Whatever, I say. You are now a joke regardless so you might as well get the publicity and not ignore public opinion like communists would. So the lesson here is Ft. Waynians are communist bastards who refuse to recognize the greatness of Harry Baals in our society.


**Thanks to Dizz in the 'Nati

Tuesday, February 8, 2011

Here We Go Again

The rivalry is renewed tomorrow night.  As a mildly obsessed Duke fan, it doesn't get much better than a Duke-UNC game.  I might get to another post tomorrow about the game, but for the time being, step inside and watch some of the finer moments from the rivalry over the past 15 or so years (don't worry you baby blue bitches, I've got some UNC highlights as well).

Monday, February 7, 2011

Champion.


Please excuse the blatant homerism, but half of RTB is extremely interested in Michigan Football and by extension, its alumni. Including your newest World Champion: Charles Woodson.

A pretty good game, as is the norm over the last few years. It really seemed all too perfect for Big Ben and the Steelers to steal another championship late, but credit to the depleted Green Bay secondary for shutting it down. The Steelers deserve credit too for being the inspiration of the best rap song going today: Not Black & Yellow. "She never play Madden, but she got that hit stick." Poetry if I've ever read it.

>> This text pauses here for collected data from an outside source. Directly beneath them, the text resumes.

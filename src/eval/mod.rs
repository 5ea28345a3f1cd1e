//! Position evaluation for the minimax search

pub mod heuristic;

pub use heuristic::{evaluate, LOSS_SCORE, WIN_SCORE};
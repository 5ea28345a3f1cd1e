//! Board representation for Network
//!
//! The game is played on an 8x8 grid. Each color owns at most ten chips;
//! the four corner squares are dead and never hold a chip.

pub mod grid;


// Re-exports
pub use grid::Board;

/// Board size (8x8)
pub const BOARD_SIZE: usize = 8;

/// Maximum number of chips a single color may have on the board
pub const MAX_CHIPS: u8 = 10;

/// Chip colors
///
/// White has the first move by convention. Black's goal edges are the
/// rows y = 0 and y = 7; White's goal edges are the columns x = 0 and x = 7.
#[derive(Debug, Clone, Copy, PartialEq, Eq, Hash)]
pub enum Color {
    Black,
    White,
}

impl Color {
    /// Get opponent color
    #[inline]
    pub fn opponent(self) -> Color {
        match self {
            Color::Black => Color::White,
            Color::White => Color::Black,
        }
    }
}

/// State of a single board square.
///
/// `Dead` is permanent and only ever set on the four corners at board
/// construction. A chip in transit during a step move is represented by an
/// explicit "ignore this square" parameter to the cluster check, not by a
/// cell state.
#[derive(Debug, Clone, Copy, PartialEq, Eq)]
pub enum CellState {
    Empty,
    Dead,
    Chip(Color),
}

impl CellState {
    /// True if this square holds a chip of either color
    #[inline]
    pub fn is_active(self) -> bool {
        matches!(self, CellState::Chip(_))
    }

    /// True if this square holds a chip of the given color
    #[inline]
    pub fn is_chip_of(self, color: Color) -> bool {
        self == CellState::Chip(color)
    }
}

/// Position on the board
#[derive(Debug, Clone, Copy, PartialEq, Eq, Hash)]
pub struct Square {
    pub x: u8,
    pub y: u8,
}

impl Square {
    #[inline]
    pub fn new(x: u8, y: u8) -> Self {
        Self { x, y }
    }

    /// True if signed coordinates land on the board; used by ray scans
    #[inline]
    pub fn on_board(x: i32, y: i32) -> bool {
        x >= 0 && x < BOARD_SIZE as i32 && y >= 0 && y < BOARD_SIZE as i32
    }

    #[inline]
    pub fn in_bounds(self) -> bool {
        (self.x as usize) < BOARD_SIZE && (self.y as usize) < BOARD_SIZE
    }

    /// Flat index, used for the visited bitmask in network detection
    #[inline]
    pub fn index(self) -> usize {
        self.y as usize * BOARD_SIZE + self.x as usize
    }
}

/// A move by one color.
///
/// `Add` places a new chip; `Step` relocates the chip at `from` to `to`.
/// `Quit` is a sentinel that never mutates the board, returned by the
/// search when no legal move exists.
#[derive(Debug, Clone, Copy, PartialEq, Eq)]
pub enum Move {
    Add(Square),
    Step { to: Square, from: Square },
    Quit,
}
//! Heuristic evaluation function for Network board positions
//!
//! A completed network dominates everything else; wins reached in fewer
//! plies score higher. Non-terminal positions are scored by connection
//! counts: each chip contributes the number of same-color chips it can
//! reach in one straight-line hop, weighted up for chips on the outer rim
//! since the goal edges live there.

use crate::board::{Board, CellState, Color, Square, BOARD_SIZE};
use crate::rules::network::{connected_squares, has_winning_network};

/// Score of a network completed at the root
pub const WIN_SCORE: i32 = i32::MAX;

/// Score of an opposing network completed at the root
pub const LOSS_SCORE: i32 = i32::MIN;

/// Evaluate the board from the perspective of the given color.
///
/// `plies_from_root` is the number of moves simulated to reach this
/// position; a win found after fewer plies scores higher
/// (`WIN_SCORE / plies`). Positive values favor `color`.
#[must_use]
pub fn evaluate(board: &Board, color: Color, plies_from_root: u8) -> i32 {
    if has_winning_network(board, color) {
        return discount(WIN_SCORE, plies_from_root);
    }
    if has_winning_network(board, color.opponent()) {
        return discount(LOSS_SCORE, plies_from_root);
    }

    let mut score = 0;
    for x in 0..BOARD_SIZE as u8 {
        for y in 0..BOARD_SIZE as u8 {
            let sq = Square::new(x, y);
            let CellState::Chip(owner) = board.get(sq) else {
                continue;
            };
            let links = connected_squares(board, sq).len() as i32;
            // Rim chips weigh 1.5x: the goal edges are on the rim
            let weighted = if on_rim(sq) { links * 3 / 2 } else { links };
            if owner == color {
                score += weighted;
            } else {
                score -= weighted;
            }
        }
    }
    score
}

#[inline]
fn discount(terminal: i32, plies: u8) -> i32 {
    if plies == 0 {
        terminal
    } else {
        terminal / plies as i32
    }
}

#[inline]
fn on_rim(sq: Square) -> bool {
    let edge = BOARD_SIZE as u8 - 1;
    sq.x == 0 || sq.x == edge || sq.y == 0 || sq.y == edge
}

#[cfg(test)]
mod tests {
    use super::*;
    use crate::board::Move;

    fn place(board: &mut Board, color: Color, squares: &[(u8, u8)]) {
        for &(x, y) in squares {
            board.action(Move::Add(Square::new(x, y)), color);
        }
    }

    fn white_win_board() -> Board {
        let mut board = Board::new();
        place(
            &mut board,
            Color::White,
            &[(0, 1), (2, 1), (2, 3), (4, 5), (5, 4), (7, 4)],
        );
        board
    }

    #[test]
    fn test_win_scores_maximum_at_root() {
        let board = white_win_board();
        assert_eq!(evaluate(&board, Color::White, 0), WIN_SCORE);
        assert_eq!(evaluate(&board, Color::Black, 0), LOSS_SCORE);
    }

    #[test]
    fn test_faster_wins_score_higher() {
        let board = white_win_board();
        assert_eq!(evaluate(&board, Color::White, 2), WIN_SCORE / 2);
        assert_eq!(evaluate(&board, Color::Black, 3), LOSS_SCORE / 3);
        assert!(evaluate(&board, Color::White, 1) > evaluate(&board, Color::White, 3));
    }

    #[test]
    fn test_empty_board_is_neutral() {
        let board = Board::new();
        assert_eq!(evaluate(&board, Color::White, 0), 0);
        assert_eq!(evaluate(&board, Color::Black, 0), 0);
    }

    #[test]
    fn test_heuristic_is_antisymmetric() {
        let mut board = Board::new();
        place(&mut board, Color::White, &[(2, 2), (2, 4), (4, 4)]);
        place(&mut board, Color::Black, &[(5, 1), (5, 3)]);
        let white = evaluate(&board, Color::White, 0);
        let black = evaluate(&board, Color::Black, 0);
        assert_eq!(white, -black);
        assert!(white > 0, "White has more connections and should lead");
    }

    #[test]
    fn test_rim_chips_weigh_more() {
        // Same two-connection L-shape, once anchored on the rim, once inside
        let mut on_rim = Board::new();
        place(&mut on_rim, Color::White, &[(0, 2), (2, 2), (2, 4)]);
        let mut inside = Board::new();
        place(&mut inside, Color::White, &[(2, 2), (4, 2), (4, 4)]);

        assert!(
            evaluate(&on_rim, Color::White, 0) > evaluate(&inside, Color::White, 0),
            "rim anchor should outscore the interior copy"
        );
    }

    #[test]
    fn test_win_dominates_any_heuristic() {
        let board = white_win_board();
        let mut busy = Board::new();
        place(&mut busy, Color::White, &[(1, 1), (1, 3), (3, 1), (3, 3), (5, 5)]);
        assert!(evaluate(&board, Color::White, 3) > evaluate(&busy, Color::White, 0));
    }
}
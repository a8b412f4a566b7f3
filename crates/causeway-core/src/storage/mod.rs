//! JSON model and graph files.
//!
//! A model file declares the variables of a search, where its independence
//! judgements come from, optional background knowledge and search settings:
//!
//! ```json
//! {
//!   "variables": ["A", "B", { "name": "C", "kind": "discrete" }],
//!   "independences": ["A _||_ C"],
//!   "knowledge": { "forbidden": [["B", "A"]], "tiers": [["A"], ["B", "C"]] },
//!   "config": { "fas": { "depth": 2, "pool": "pc" }, "collider_policy": "sepset" }
//! }
//! ```
//!
//! Instead of `independences`, a model may give the true DAG as `edges`
//! (`"A --> B"` strings); judgements are then read off it by d-separation.
//!
//! Graph files hold a variable list and edge strings in the same notation
//! [`Graph::edge_string`] prints.

use std::fs;
use std::path::Path;

use serde::{Deserialize, Serialize};

use crate::engine::errors::{OracleError, SearchError};
use crate::engine::graph::{Edge, Endpoint, Graph, Variable, VariableKind};
use crate::engine::knowledge::Knowledge;
use crate::engine::oracle::{DSeparationOracle, IndependenceFacts, IndependenceTest, TestOutcome};
use crate::engine::pc::PcConfig;

/// A variable given either as a bare name (continuous) or with its kind.
#[derive(Debug, Clone, PartialEq, Eq, Serialize, Deserialize)]
#[serde(untagged)]
pub enum VariableEntry {
    Name(String),
    Typed {
        name: String,
        #[serde(default)]
        kind: VariableKind,
    },
}

impl VariableEntry {
    fn to_variable(&self) -> Variable {
        match self {
            VariableEntry::Name(name) => Variable::continuous(name.as_str()),
            VariableEntry::Typed { name, kind } => Variable::new(name.as_str(), *kind),
        }
    }
}

#[derive(Debug, Clone, Default, PartialEq, Eq, Serialize, Deserialize)]
#[serde(default, deny_unknown_fields)]
pub struct KnowledgeSpec {
    /// Ordered `[from, to]` pairs.
    pub forbidden: Vec<[String; 2]>,
    pub required: Vec<[String; 2]>,
    /// Tier 0 first; later tiers cannot cause earlier ones.
    pub tiers: Vec<Vec<String>>,
    /// Indices of tiers whose members may not be adjacent to each other.
    pub forbidden_within_tiers: Vec<usize>,
}

impl KnowledgeSpec {
    pub fn to_knowledge(&self) -> Knowledge {
        let mut knowledge = Knowledge::new();
        for [from, to] in &self.forbidden {
            knowledge.set_forbidden(from.as_str(), to.as_str());
        }
        for [from, to] in &self.required {
            knowledge.set_required(from.as_str(), to.as_str());
        }
        for (tier, names) in self.tiers.iter().enumerate() {
            for name in names {
                knowledge.add_to_tier(tier, name.as_str());
            }
        }
        for &tier in &self.forbidden_within_tiers {
            knowledge.set_tier_forbidden_within(tier, true);
        }
        knowledge
    }
}

#[derive(Debug, Clone, Default, PartialEq, Serialize, Deserialize)]
#[serde(deny_unknown_fields)]
pub struct ModelFile {
    pub variables: Vec<VariableEntry>,
    /// True DAG as edge strings.
    #[serde(default, skip_serializing_if = "Vec::is_empty")]
    pub edges: Vec<String>,
    #[serde(default)]
    pub knowledge: KnowledgeSpec,
    /// Facts written `X _||_ Y | Z1, Z2`.
    #[serde(default, skip_serializing_if = "Vec::is_empty")]
    pub independences: Vec<String>,
    #[serde(default)]
    pub config: PcConfig,
}

impl ModelFile {
    pub fn variables(&self) -> Vec<Variable> {
        self.variables.iter().map(VariableEntry::to_variable).collect()
    }

    /// Builds the knowledge object, checking every name against the variables.
    pub fn knowledge(&self) -> Result<Knowledge, SearchError> {
        let knowledge = self.knowledge.to_knowledge();
        knowledge.check_names(&Graph::new(self.variables())?)?;
        Ok(knowledge)
    }

    /// The declared true graph, if the model has one.
    pub fn true_graph(&self) -> Result<Option<Graph>, SearchError> {
        if self.edges.is_empty() {
            return Ok(None);
        }
        let mut graph = Graph::new(self.variables())?;
        for line in &self.edges {
            let edge = parse_edge(&graph, line)?;
            if !graph.add_edge(edge) {
                return Err(SearchError::Format(format!("duplicate or self-loop edge '{line}'")));
            }
        }
        Ok(Some(graph))
    }

    /// The oracle this model describes: declared facts if present, otherwise
    /// d-separation in the true DAG.
    pub fn oracle(&self) -> Result<ModelOracle, SearchError> {
        if !self.independences.is_empty() {
            let names = Graph::new(self.variables())?;
            let mut facts = IndependenceFacts::new();
            for fact in &self.independences {
                facts.add_parsed(fact)?;
            }
            for fact in &self.independences {
                for name in fact_names(fact) {
                    names.require_node(name)?;
                }
            }
            return Ok(ModelOracle::Facts(facts));
        }
        match self.true_graph()? {
            Some(dag) if dag.is_dag() => Ok(ModelOracle::DSeparation(DSeparationOracle::new(dag))),
            Some(_) => Err(SearchError::Format(
                "'edges' must describe a DAG to serve as an oracle".into(),
            )),
            None => Err(SearchError::Format(
                "model needs 'independences' or 'edges'".into(),
            )),
        }
    }
}

fn fact_names(fact: &str) -> impl Iterator<Item = &str> {
    fact.split("_||_")
        .flat_map(|part| part.split('|'))
        .flat_map(|part| part.split(','))
        .map(str::trim)
        .filter(|s| !s.is_empty())
}

/// Oracle built from a model file.
#[derive(Debug)]
pub enum ModelOracle {
    Facts(IndependenceFacts),
    DSeparation(DSeparationOracle),
}

impl IndependenceTest for ModelOracle {
    fn test(&self, x: &Variable, y: &Variable, z: &[Variable]) -> Result<TestOutcome, OracleError> {
        match self {
            ModelOracle::Facts(facts) => facts.test(x, y, z),
            ModelOracle::DSeparation(dsep) => dsep.test(x, y, z),
        }
    }

    fn name(&self) -> &str {
        match self {
            ModelOracle::Facts(facts) => facts.name(),
            ModelOracle::DSeparation(dsep) => dsep.name(),
        }
    }
}

pub fn parse_model(json: &str) -> Result<ModelFile, SearchError> {
    serde_json::from_str(json).map_err(|e| SearchError::Format(e.to_string()))
}

pub fn load_model(path: impl AsRef<Path>) -> Result<ModelFile, SearchError> {
    let text = fs::read_to_string(path)?;
    parse_model(&text)
}

/// On-disk form of a graph.
#[derive(Debug, Clone, Default, PartialEq, Eq, Serialize, Deserialize)]
#[serde(deny_unknown_fields)]
pub struct GraphFile {
    pub variables: Vec<VariableEntry>,
    pub edges: Vec<String>,
}

impl GraphFile {
    pub fn from_graph(graph: &Graph) -> Self {
        let variables = graph
            .variables()
            .iter()
            .map(|v| match v.kind() {
                VariableKind::Continuous => VariableEntry::Name(v.name().to_string()),
                kind => VariableEntry::Typed {
                    name: v.name().to_string(),
                    kind,
                },
            })
            .collect();
        let edges = graph.edges().iter().map(|e| graph.edge_string(e)).collect();
        Self { variables, edges }
    }

    pub fn to_graph(&self) -> Result<Graph, SearchError> {
        let mut graph = Graph::new(self.variables.iter().map(VariableEntry::to_variable).collect())?;
        for line in &self.edges {
            let edge = parse_edge(&graph, line)?;
            if !graph.add_edge(edge) {
                return Err(SearchError::Format(format!("duplicate or self-loop edge '{line}'")));
            }
        }
        Ok(graph)
    }
}

pub fn save_graph(path: impl AsRef<Path>, graph: &Graph) -> Result<(), SearchError> {
    let json = serde_json::to_string_pretty(&GraphFile::from_graph(graph))
        .map_err(|e| SearchError::Internal(e.to_string()))?;
    fs::write(path, json)?;
    Ok(())
}

pub fn load_graph(path: impl AsRef<Path>) -> Result<Graph, SearchError> {
    let text = fs::read_to_string(path)?;
    let file: GraphFile = serde_json::from_str(&text).map_err(|e| SearchError::Format(e.to_string()))?;
    file.to_graph()
}

/// Parses `A --> B`, `A --- B`, `A <-> B`, `A o-> B` and the like; `.`
/// stands for a `Null` mark.
pub fn parse_edge(graph: &Graph, line: &str) -> Result<Edge, SearchError> {
    let malformed = || SearchError::Format(format!("malformed edge '{line}'"));
    let mut tokens = line.split_whitespace();
    let (Some(left), Some(mark), Some(right), None) =
        (tokens.next(), tokens.next(), tokens.next(), tokens.next())
    else {
        return Err(malformed());
    };

    let mark = mark.as_bytes();
    if mark.len() != 3 || mark[1] != b'-' {
        return Err(malformed());
    }
    let endpoint1 = match mark[0] {
        b'-' => Endpoint::Tail,
        b'<' => Endpoint::Arrow,
        b'o' => Endpoint::Circle,
        b'.' => Endpoint::Null,
        _ => return Err(malformed()),
    };
    let endpoint2 = match mark[2] {
        b'-' => Endpoint::Tail,
        b'>' => Endpoint::Arrow,
        b'o' => Endpoint::Circle,
        b'.' => Endpoint::Null,
        _ => return Err(malformed()),
    };

    Ok(Edge::new(
        graph.require_node(left)?,
        graph.require_node(right)?,
        endpoint1,
        endpoint2,
    ))
}

#[cfg(test)]
mod tests {
    use super::*;
    use crate::engine::graph::NodeId;
    use crate::engine::orient::ColliderPolicy;

    #[test]
    fn parses_full_model() {
        let model = parse_model(
            r#"{
                "variables": ["A", "B", { "name": "C", "kind": "discrete" }],
                "independences": ["A _||_ C"],
                "knowledge": { "forbidden": [["B", "A"]], "tiers": [["A"], ["B", "C"]] },
                "config": { "fas": { "depth": 2 }, "collider_policy": "conservative" }
            }"#,
        )
        .unwrap();

        let vars = model.variables();
        assert_eq!(vars.len(), 3);
        assert_eq!(vars[2].kind(), VariableKind::Discrete);
        assert_eq!(model.config.fas.depth, 2);
        assert_eq!(model.config.collider_policy, ColliderPolicy::Conservative);

        let knowledge = model.knowledge().unwrap();
        assert!(knowledge.is_forbidden("B", "A"));
        assert!(knowledge.is_forbidden("C", "A"));
        assert!(matches!(model.oracle().unwrap(), ModelOracle::Facts(_)));
    }

    #[test]
    fn defaults_apply_to_missing_sections() {
        let model = parse_model(r#"{ "variables": ["A", "B"], "edges": ["A --> B"] }"#).unwrap();
        assert_eq!(model.config, PcConfig::default());
        assert!(model.knowledge().unwrap().is_empty());
        assert!(matches!(model.oracle().unwrap(), ModelOracle::DSeparation(_)));
    }

    #[test]
    fn unknown_knowledge_name_is_rejected() {
        let model = parse_model(
            r#"{ "variables": ["A"], "knowledge": { "required": [["A", "Z"]] } }"#,
        )
        .unwrap();
        assert!(matches!(model.knowledge(), Err(SearchError::UnknownVariable(n)) if n == "Z"));
    }

    #[test]
    fn unknown_fact_name_is_rejected() {
        let model = parse_model(r#"{ "variables": ["A", "B"], "independences": ["A _||_ B | Q"] }"#).unwrap();
        assert!(matches!(model.oracle(), Err(SearchError::UnknownVariable(n)) if n == "Q"));
    }

    #[test]
    fn model_without_oracle_source_is_rejected() {
        let model = parse_model(r#"{ "variables": ["A", "B"] }"#).unwrap();
        assert!(matches!(model.oracle(), Err(SearchError::Format(_))));
    }

    #[test]
    fn malformed_json_is_a_format_error() {
        assert!(matches!(parse_model("{ nope"), Err(SearchError::Format(_))));
        assert!(matches!(
            parse_model(r#"{ "variables": [], "extra": 1 }"#),
            Err(SearchError::Format(_))
        ));
    }

    #[test]
    fn edge_strings_parse() {
        let graph = Graph::new(vec![Variable::continuous("A"), Variable::continuous("B")]).unwrap();
        let (a, b) = (NodeId(0), NodeId(1));
        assert_eq!(parse_edge(&graph, "A --> B").unwrap(), Edge::directed(a, b));
        assert_eq!(parse_edge(&graph, "B --- A").unwrap(), Edge::undirected(b, a));
        let bidirected = parse_edge(&graph, "A <-> B").unwrap();
        assert_eq!(bidirected.endpoint1, Endpoint::Arrow);
        assert_eq!(bidirected.endpoint2, Endpoint::Arrow);
        assert!(matches!(parse_edge(&graph, "A -> B"), Err(SearchError::Format(_))));
        assert!(matches!(parse_edge(&graph, "A --> Z"), Err(SearchError::UnknownVariable(_))));
    }

    #[test]
    fn graph_file_preserves_edges() {
        let mut graph = Graph::new(vec![
            Variable::continuous("A"),
            Variable::discrete("B"),
            Variable::continuous("C"),
        ])
        .unwrap();
        graph.add_directed_edge(NodeId(0), NodeId(1));
        graph.add_undirected_edge(NodeId(1), NodeId(2));

        let file = GraphFile::from_graph(&graph);
        assert_eq!(file.edges, vec!["A --> B".to_string(), "B --- C".to_string()]);

        let json = serde_json::to_string(&file).unwrap();
        let back: GraphFile = serde_json::from_str(&json).unwrap();
        let restored = back.to_graph().unwrap();
        assert_eq!(restored.edges(), graph.edges());
        assert_eq!(restored.variables(), graph.variables());
    }

    #[test]
    fn null_marks_survive_a_graph_file() {
        let mut graph = Graph::new(vec![Variable::continuous("A"), Variable::continuous("B")]).unwrap();
        graph.add_edge(Edge::new(NodeId(0), NodeId(1), Endpoint::Null, Endpoint::Circle));

        let file = GraphFile::from_graph(&graph);
        assert_eq!(file.edges, vec!["A .-o B".to_string()]);
        let restored = file.to_graph().unwrap();
        assert_eq!(restored.edges(), graph.edges());
    }

    #[test]
    fn save_and_load_graph_on_disk() {
        let mut graph = Graph::new(vec![Variable::continuous("X1"), Variable::continuous("X2")]).unwrap();
        graph.add_directed_edge(NodeId(1), NodeId(0));
        let path = std::env::temp_dir().join(format!("causeway-graph-{}.json", std::process::id()));
        save_graph(&path, &graph).unwrap();
        let loaded = load_graph(&path).unwrap();
        let _ = fs::remove_file(&path);
        assert!(loaded.is_directed_from_to(NodeId(1), NodeId(0)));
    }

    #[test]
    fn missing_file_is_io_error() {
        let err = load_model("/nonexistent/causeway/model.json").unwrap_err();
        assert!(matches!(err, SearchError::Io(_)));
    }
}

** Thanks to RTB reader Zilla for the tip.

Friday, February 4, 2011

'Bron Scores Baskets Many Times Over

A gift for your Mom.

Despite our posting track record, we actually really like sports and even follow some of the matches. That being said, we understand that you can get your sports news everywhere and you come to this sight for our financial market analysis and elephants on skates so we usually won't waste anyone's time discussing sporting endeavors. But, there are a few things worth noting right now:

- LeBron got straight nasty wit' it last night dropping 51 on the Magic, including 23 in the first. The real story here is how much the Heat suck. The King goes off and they still barely eeked out the W 104-100. My guess is a second round bow out and a new coach next year. Highlights

- Despite the NFL's proverbial climax last week in the form of the Pro Bowl, the Steelers and Packers still plan on playing the Super Bowl in Dallas this weekend. Here is a breakdown of the game from the aesthetic end and here are the three commercials leaked by WikiLeaks - gotta love Toddler Vadar. Also, if you want the banner pic on a shirt, look here, sicko.

- In the National Hockey League last night, the Boston Bruins and the Dallas Stars had three fights, two goals and a pulled goalie....in the first 2 minutes. Unique.

But...How?

Who's up for a party, Donner style?

The picture above is both a perfect prediction of what the end of the world will look like and a picture of Chicago's famed Lake Shore Drive on Wednesday morning. Yes, we had an awful storm here and yes everyone has been digging themselves out for 4 days and yes we knew it was coming. This last point is where I get a little caught up and realize just how dumb our society can be under pressure. How the hell did all of these people, with multi-day notice, get caught in the middle of blizzard on a road that is literally 4 feet from a Lake Michigan? What the hell where you thinking?

There may be a few plausible explanations for these people's mind-numbing idiocy. For example, maybe they work at a nuclear power plant and had to flip a switch at 5 pm (storm started at 2) or the core of the earth would implode. Or maybe some of these people misread their Pontiac Sunfire's owner's manual and thought the car had flying capabilities. I don't know and honestly I don't care. Another quick question: Where the hell did these people walk after abandoning ship?! Is the Chicago P.D. about to discover 3,000 bodies scattered throughout Lincoln Park? I bet a few of those people wish they had Tonton to cut open and use as sleeping bag.

Finally, what the hell was that bus driver's last words to his passengers? "Attention CTA riders, we know you have a choice in your transportation and it appears you chose wrong. Good bye."